Archive for the ‘Words’ Category

Three words to marvel at

November 1, 2023

🐇 🐇 🐇 trois lapins to inaugurate November, the final month of autumn or spring (depending on which hemisphere you’re in), and celebrate the Day of the Dead. A day on which we’ll enjoy three English words that have entertained posters on Facebook (from now on, FB) recently: calceology ‘the study of footwear’; telamon ‘male figure used as an architectural pillar’; and hallux ‘the first and largest toe (on a human foot)’.

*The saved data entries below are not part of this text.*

//! Conversions between the intensive measures of one solute family.
//!
//! Every ordered pair of a family's measures resolves to a [`Route`]:
//!
//! | Route    | Used for                                   |
//! |----------|--------------------------------------------|
//! | `Scale`  | ABV ↔ volume fraction, Brix ↔ mass fraction |
//! | `Lookup` | any two table columns                       |
//! | `Via`    | percent scales to/from the other columns    |
//!
//! The registry is built once, checked for completeness, and is read-only
//! afterwards.
//!
//! ```
//! use liqueur::{convert, Family, Measure};
//!
//! let vv = convert(Family::Alcohol, Measure::Abv, Measure::VolumeFraction, 40.0)?;
//! assert!((vv - 0.4).abs() < 1e-12);
//! # Ok::<(), liqueur::LiqueurError>(())
//! ```

use std::collections::HashMap;
use std::ops::RangeInclusive;
use std::sync::LazyLock;

use tracing::{debug, error};

use crate::backend::Column as C;
use crate::error::{LiqueurError, Result};
use crate::measure::Measure as M;
use crate::measure::{DENSITY_ETHANOL, DENSITY_SUCROSE, DENSITY_WATER, Family, Measure};

/// Routed conversions may nest at most this deep.
const MAX_DEPTH: u8 = 4;

// ────────────────────────────────────────────────────────────────────
//  Routes
// ────────────────────────────────────────────────────────────────────

/// How one measure becomes another.
#[derive(Debug, Clone, Copy, PartialEq)]
pub enum Route {
    /// Multiply by a constant.
    Scale(f64),
    /// Interpolate between two reference table columns.
    Lookup { from: C, to: C },
    /// Convert to an intermediate measure first.
    Via(Measure),
}

const fn lookup(from: C, to: C) -> Route {
    Route::Lookup { from, to }
}

const ALCOHOL_ROUTES: &[(Measure, Measure, Route)] = &[
    (M::Density, M::Abv, Route::Via(M::VolumeFraction)),
    (M::Density, M::MassFraction, lookup(C::Density, C::MassFraction)),
    (M::Density, M::MassConcentration, lookup(C::Density, C::MassConcentration)),
    (M::Density, M::VolumeFraction, lookup(C::Density, C::VolumeFraction)),
    (M::Abv, M::Density, Route::Via(M::VolumeFraction)),
    (M::Abv, M::MassFraction, Route::Via(M::VolumeFraction)),
    (M::Abv, M::MassConcentration, Route::Via(M::VolumeFraction)),
    (M::Abv, M::VolumeFraction, Route::Scale(0.01)),
    (M::MassFraction, M::Density, lookup(C::MassFraction, C::Density)),
    (M::MassFraction, M::Abv, Route::Via(M::VolumeFraction)),
    (M::MassFraction, M::MassConcentration, lookup(C::MassFraction, C::MassConcentration)),
    (M::MassFraction, M::VolumeFraction, lookup(C::MassFraction, C::VolumeFraction)),
    (M::MassConcentration, M::Density, lookup(C::MassConcentration, C::Density)),
    (M::MassConcentration, M::Abv, Route::Via(M::VolumeFraction)),
    (M::MassConcentration, M::MassFraction, lookup(C::MassConcentration, C::MassFraction)),
    (M::MassConcentration, M::VolumeFraction, lookup(C::MassConcentration, C::VolumeFraction)),
    (M::VolumeFraction, M::Density, lookup(C::VolumeFraction, C::Density)),
    (M::VolumeFraction, M::Abv, Route::Scale(100.0)),
    (M::VolumeFraction, M::MassFraction, lookup(C::VolumeFraction, C::MassFraction)),
    (M::VolumeFraction, M::MassConcentration, lookup(C::VolumeFraction, C::MassConcentration)),
];

const SUGAR_ROUTES: &[(Measure, Measure, Route)] = &[
    (M::Density, M::Brix, Route::Via(M::MassFraction)),
    (M::Density, M::MassFraction, lookup(C::Density, C::MassFraction)),
    (M::Density, M::MassConcentration, lookup(C::Density, C::MassConcentration)),
    (M::Density, M::VolumeFraction, lookup(C::Density, C::VolumeFraction)),
    (M::Brix, M::Density, Route::Via(M::MassFraction)),
    (M::Brix, M::MassFraction, Route::Scale(0.01)),
    (M::Brix, M::MassConcentration, Route::Via(M::MassFraction)),
    (M::Brix, M::VolumeFraction, Route::Via(M::MassFraction)),
    (M::MassFraction, M::Density, lookup(C::MassFraction, C::Density)),
    (M::MassFraction, M::Brix, Route::Scale(100.0)),
    (M::MassFraction, M::MassConcentration, lookup(C::MassFraction, C::MassConcentration)),
    (M::MassFraction, M::VolumeFraction, lookup(C::MassFraction, C::VolumeFraction)),
    (M::MassConcentration, M::Density, lookup(C::MassConcentration, C::Density)),
    (M::MassConcentration, M::Brix, Route::Via(M::MassFraction)),
    (M::MassConcentration, M::MassFraction, lookup(C::MassConcentration, C::MassFraction)),
    (M::MassConcentration, M::VolumeFraction, lookup(C::MassConcentration, C::VolumeFraction)),
    (M::VolumeFraction, M::Density, lookup(C::VolumeFraction, C::Density)),
    (M::VolumeFraction, M::Brix, Route::Via(M::MassFraction)),
    (M::VolumeFraction, M::MassFraction, lookup(C::VolumeFraction, C::MassFraction)),
    (M::VolumeFraction, M::MassConcentration, lookup(C::VolumeFraction, C::MassConcentration)),
];

// ────────────────────────────────────────────────────────────────────
//  Domains
// ────────────────────────────────────────────────────────────────────

/// Physically valid input range of `measure` for `family`.
pub fn domain(family: Family, measure: Measure) -> Option<RangeInclusive<f64>> {
    match (family, measure) {
        (Family::Alcohol, M::Density) => Some(DENSITY_ETHANOL..=DENSITY_WATER),
        (Family::Sugar, M::Density) => Some(DENSITY_WATER..=DENSITY_SUCROSE),
        (Family::Alcohol, M::Abv) | (Family::Sugar, M::Brix) => Some(0.0..=100.0),
        (_, M::MassFraction) | (_, M::VolumeFraction) => Some(0.0..=1.0),
        (_, M::MassConcentration) => Some(0.0..=family.solute_density()),
        _ => None,
    }
}

// ────────────────────────────────────────────────────────────────────
//  Converter
// ────────────────────────────────────────────────────────────────────

static REGISTRY: LazyLock<Converter> = LazyLock::new(|| {
    let conv = Converter::standard();
    match conv.verify() {
        Ok(()) => debug!(routes = conv.len(), "conversion registry ready"),
        Err(e) => error!(error = %e, "conversion registry incomplete"),
    }
    conv
});

/// Finite map `(family, from, to) → Route`.
#[derive(Debug, Clone, Default)]
pub struct Converter {
    routes: HashMap<(Family, Measure, Measure), Route>,
}

impl Converter {
    /// Empty registry.
    pub fn new() -> Self {
        Self::default()
    }

    /// Registry with every route of both families.
    pub fn standard() -> Self {
        let mut conv = Self::new();
        for (family, routes) in [(Family::Alcohol, ALCOHOL_ROUTES), (Family::Sugar, SUGAR_ROUTES)] {
            for &(from, to, route) in routes {
                conv.register(family, from, to, route);
            }
        }
        conv
    }

    /// Shared read-only registry used by [`convert`].
    pub fn global() -> &'static Converter {
        &REGISTRY
    }

    pub fn register(&mut self, family: Family, from: Measure, to: Measure, route: Route) -> &mut Self {
        self.routes.insert((family, from, to), route);
        self
    }

    pub fn route(&self, family: Family, from: Measure, to: Measure) -> Option<Route> {
        self.routes.get(&(family, from, to)).copied()
    }

    pub fn len(&self) -> usize {
        self.routes.len()
    }

    pub fn is_empty(&self) -> bool {
        self.routes.is_empty()
    }

    /// Pairs of a family's measures with no registered route.
    pub fn missing(&self) -> Vec<(Family, Measure, Measure)> {
        let mut out = Vec::new();
        for family in Family::ALL {
            for &from in family.measures() {
                for &to in family.measures() {
                    if from != to && self.route(family, from, to).is_none() {
                        out.push((family, from, to));
                    }
                }
            }
        }
        out
    }

    /// Check that every pair is routed and every `Via` resolves in one
    /// hop on each side.
    pub fn verify(&self) -> Result<()> {
        if let Some(&(family, from, to)) = self.missing().first() {
            return Err(LiqueurError::ConversionUnavailable { subject: family.key(), from, to });
        }
        for (&(family, from, to), route) in &self.routes {
            if let Route::Via(mid) = *route {
                let hops_ok = mid != from
                    && mid != to
                    && [(from, mid), (mid, to)].iter().all(|&(a, b)| {
                        matches!(
                            self.route(family, a, b),
                            Some(Route::Scale(_)) | Some(Route::Lookup { .. })
                        )
                    });
                if !hops_ok {
                    return Err(LiqueurError::ConversionUnavailable { subject: family.key(), from, to });
                }
            }
        }
        Ok(())
    }

    /// Convert `value` from one measure to another.
    ///
    /// Identical measures return `value` untouched without validation.
    /// Otherwise the route must exist and `value` must lie in the domain
    /// of `from`; intermediate hops are not re-validated.
    pub fn convert(&self, family: Family, from: Measure, to: Measure, value: f64) -> Result<f64> {
        if from == to {
            return Ok(value);
        }
        let route = self.route(family, from, to).ok_or(LiqueurError::ConversionUnavailable {
            subject: family.key(),
            from,
            to,
        })?;
        if let Some(range) = domain(family, from) {
            if !range.contains(&value) {
                return Err(LiqueurError::InvalidValue(value));
            }
        }
        self.apply(family, from, to, route, value, 0)
    }

    fn apply(
        &self,
        family: Family,
        from: Measure,
        to: Measure,
        route: Route,
        value: f64,
        depth: u8,
    ) -> Result<f64> {
        match route {
            Route::Scale(k) => Ok(value * k),
            Route::Lookup { from, to } => {
                let table = family.table();
                table.lookup(value, from, to, table.is_descending(from))
            }
            Route::Via(mid) => {
                if depth >= MAX_DEPTH {
                    return Err(LiqueurError::ConversionUnavailable { subject: family.key(), from, to });
                }
                let partial = self.apply(family, from, mid, self.hop(family, from, mid)?, value, depth + 1)?;
                self.apply(family, mid, to, self.hop(family, mid, to)?, partial, depth + 1)
            }
        }
    }

    fn hop(&self, family: Family, from: Measure, to: Measure) -> Result<Route> {
        self.route(family, from, to).ok_or(LiqueurError::ConversionUnavailable {
            subject: family.key(),
            from,
            to,
        })
    }
}

/// Convert with the shared registry.
pub fn convert(family: Family, from: Measure, to: Measure, value: f64) -> Result<f64> {
    Converter::global().convert(family, from, to, value)
}
use serde::{Deserialize, Serialize};

use crate::format::{Message, round};

// ── Composition summary ─────────────────────────────────────────────

/// Aggregate state of a composition.
///
/// | Field       | Unit                                  |
/// |-------------|---------------------------------------|
/// | volume      | mL                                    |
/// | weight      | g                                     |
/// | density     | g/mL                                  |
/// | abs_spirit  | mL of pure ethanol                    |
/// | abv         | % v/v                                 |
/// | sugar       | g of sucrose                          |
///
/// Virtual components contribute to none of the fields.
#[derive(Debug, Clone, Copy, Default, PartialEq, Serialize, Deserialize)]
pub struct CompositionInfo {
    pub volume: f64,
    pub weight: f64,
    pub density: f64,
    pub abs_spirit: f64,
    pub abv: f64,
    pub sugar: f64,
}

impl CompositionInfo {
    /// Sucrose per litre of the whole composition (g/L).
    pub fn sugar_concentration(&self) -> f64 {
        if self.volume > 0.0 { self.sugar / self.volume * 1000.0 } else { 0.0 }
    }

    /// Every field rounded to `precision`.
    pub fn rounded(self, precision: f64) -> Self {
        Self {
            volume: round(self.volume, precision),
            weight: round(self.weight, precision),
            density: round(self.density, precision),
            abs_spirit: round(self.abs_spirit, precision),
            abv: round(self.abv, precision),
            sugar: round(self.sugar, precision),
        }
    }
}

impl std::fmt::Display for CompositionInfo {
    fn fmt(&self, f: &mut std::fmt::Formatter<'_>) -> std::fmt::Result {
        writeln!(f, "V     = {:.2} mL", self.volume)?;
        writeln!(f, "m     = {:.2} g", self.weight)?;
        writeln!(f, "D     = {:.5} g/mL", self.density)?;
        writeln!(f, "EtOH  = {:.2} mL", self.abs_spirit)?;
        writeln!(f, "ABV   = {:.2} %", self.abv)?;
        write!(f, "Sugar = {:.2} g", self.sugar)
    }
}

// ── Liqueur summary ─────────────────────────────────────────────────

/// Display descriptors of a liqueur's target profile.
///
/// `sugar` and `abv` are `None` when the liqueur has no target on that
/// axis.
#[derive(Debug, Clone, PartialEq, Serialize, Deserialize)]
pub struct LiqueurInfo {
    pub sugar: Option<Message>,
    pub abv: Option<Message>,
    pub density: Message,
}

impl std::fmt::Display for LiqueurInfo {
    fn fmt(&self, f: &mut std::fmt::Formatter<'_>) -> std::fmt::Result {
        if let Some(sugar) = &self.sugar {
            writeln!(f, "{sugar}")?;
        }
        if let Some(abv) = &self.abv {
            writeln!(f, "{abv}")?;
        }
        write!(f, "{}", self.density)
    }
}
//! Reference data for the two solute families.
//!
//! Rows are static and read-only; everything numeric that has no closed
//! form goes through [`Table::lookup`].

pub mod data;
pub mod table;

pub use table::{Column, Row, Table};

At this point, you might admit that these terms are English words but, quite rightly, object that it would be bizarre to talk about expressions that almost no speakers of English know or use as words of English. Certainly, if I asked you whether English has a word for the study of footwear, you’re almost surely going to say no, because part of our everyday understanding of word of English is that such an expression has some currency, and hardly any speakers of English know or use the expression calceology.

On discovering the technical term calceology, then, you might be willing to say that the term is an English word, or maybe even a word in English, but still balk at saying it’s a word of English. It should by now be clear that we’re dealing with distinct concepts here, and grappling, awkwardly, with putting labels on them. At least one fresh label is called for. I’ll hold off on choosing a label to cover the territory that includes words of English until after I’ve looked at three other characteristics of CTH — calceology, telamon, and hallux — separate from their lacking currency.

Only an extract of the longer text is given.